Collected data entries:
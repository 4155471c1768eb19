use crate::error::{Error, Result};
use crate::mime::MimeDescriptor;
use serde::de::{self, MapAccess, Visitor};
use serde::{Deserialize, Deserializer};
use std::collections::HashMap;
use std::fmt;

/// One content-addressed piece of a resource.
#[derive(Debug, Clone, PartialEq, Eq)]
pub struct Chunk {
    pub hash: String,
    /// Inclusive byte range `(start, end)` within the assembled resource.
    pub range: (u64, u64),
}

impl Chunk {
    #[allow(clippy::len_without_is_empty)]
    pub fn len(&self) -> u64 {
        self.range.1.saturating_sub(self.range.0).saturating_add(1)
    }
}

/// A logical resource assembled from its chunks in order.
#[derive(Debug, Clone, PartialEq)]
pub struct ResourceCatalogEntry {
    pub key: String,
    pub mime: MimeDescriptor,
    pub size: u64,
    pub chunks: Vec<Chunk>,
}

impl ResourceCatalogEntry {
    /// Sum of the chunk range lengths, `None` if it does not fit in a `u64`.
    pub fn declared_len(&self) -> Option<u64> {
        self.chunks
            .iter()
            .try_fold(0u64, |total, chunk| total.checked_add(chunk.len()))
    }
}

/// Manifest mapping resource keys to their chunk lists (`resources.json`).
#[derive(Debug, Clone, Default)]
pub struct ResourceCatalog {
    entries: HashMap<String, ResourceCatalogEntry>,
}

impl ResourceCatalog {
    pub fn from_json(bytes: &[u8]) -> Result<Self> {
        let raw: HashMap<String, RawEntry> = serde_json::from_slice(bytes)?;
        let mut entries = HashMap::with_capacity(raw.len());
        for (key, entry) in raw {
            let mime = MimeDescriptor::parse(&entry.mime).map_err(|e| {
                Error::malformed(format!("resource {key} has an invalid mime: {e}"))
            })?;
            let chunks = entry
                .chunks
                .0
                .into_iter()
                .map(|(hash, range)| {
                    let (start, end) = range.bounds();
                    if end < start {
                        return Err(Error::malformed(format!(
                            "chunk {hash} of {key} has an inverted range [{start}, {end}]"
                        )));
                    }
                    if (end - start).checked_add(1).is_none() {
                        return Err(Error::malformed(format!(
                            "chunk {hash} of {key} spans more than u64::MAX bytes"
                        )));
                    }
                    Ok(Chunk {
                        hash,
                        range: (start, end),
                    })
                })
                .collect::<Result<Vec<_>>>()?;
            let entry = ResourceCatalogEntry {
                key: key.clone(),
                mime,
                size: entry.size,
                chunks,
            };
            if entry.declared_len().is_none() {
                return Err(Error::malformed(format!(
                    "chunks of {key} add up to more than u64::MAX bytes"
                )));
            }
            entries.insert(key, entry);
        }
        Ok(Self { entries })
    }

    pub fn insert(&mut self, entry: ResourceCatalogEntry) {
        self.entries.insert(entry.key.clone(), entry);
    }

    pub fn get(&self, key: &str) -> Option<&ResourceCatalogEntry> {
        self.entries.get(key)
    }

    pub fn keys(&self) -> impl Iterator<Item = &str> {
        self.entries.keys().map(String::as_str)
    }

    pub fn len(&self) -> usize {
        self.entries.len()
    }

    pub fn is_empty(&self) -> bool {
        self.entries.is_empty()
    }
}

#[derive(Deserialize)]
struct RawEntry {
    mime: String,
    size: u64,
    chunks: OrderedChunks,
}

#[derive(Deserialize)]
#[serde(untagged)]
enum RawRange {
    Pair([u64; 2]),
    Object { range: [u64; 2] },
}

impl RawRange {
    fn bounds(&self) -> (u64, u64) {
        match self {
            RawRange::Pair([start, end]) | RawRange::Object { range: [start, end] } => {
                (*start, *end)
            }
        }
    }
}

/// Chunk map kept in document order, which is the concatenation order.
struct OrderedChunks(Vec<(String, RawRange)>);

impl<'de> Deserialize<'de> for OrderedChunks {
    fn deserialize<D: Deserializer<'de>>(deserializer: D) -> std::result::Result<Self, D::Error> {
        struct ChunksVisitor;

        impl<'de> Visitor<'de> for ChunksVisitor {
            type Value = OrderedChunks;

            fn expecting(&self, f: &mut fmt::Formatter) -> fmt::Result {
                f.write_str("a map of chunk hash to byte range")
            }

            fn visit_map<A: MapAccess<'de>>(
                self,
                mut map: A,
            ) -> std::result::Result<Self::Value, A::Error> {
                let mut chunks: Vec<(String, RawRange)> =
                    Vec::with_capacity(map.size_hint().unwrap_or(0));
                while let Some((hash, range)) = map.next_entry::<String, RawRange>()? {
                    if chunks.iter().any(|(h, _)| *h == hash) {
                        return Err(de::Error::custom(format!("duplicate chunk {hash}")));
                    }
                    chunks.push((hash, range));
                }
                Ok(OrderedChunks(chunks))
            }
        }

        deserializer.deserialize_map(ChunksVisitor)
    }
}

EXERCISE:
Reproduce exactly every line between the line with "while let Some((hash, range))" and the last line of the records above, both included.

FINISHED EXERCISE:
                while let Some((hash, range)) = map.next_entry::<String, RawRange>()? {
                    if chunks.iter().any(|(h, _)| *h == hash) {
                        return Err(de::Error::custom(format!("duplicate chunk {hash}")));
                    }
                    chunks.push((hash, range));
                }
                Ok(OrderedChunks(chunks))
            }
        }

        deserializer.deserialize_map(ChunksVisitor)
    }
}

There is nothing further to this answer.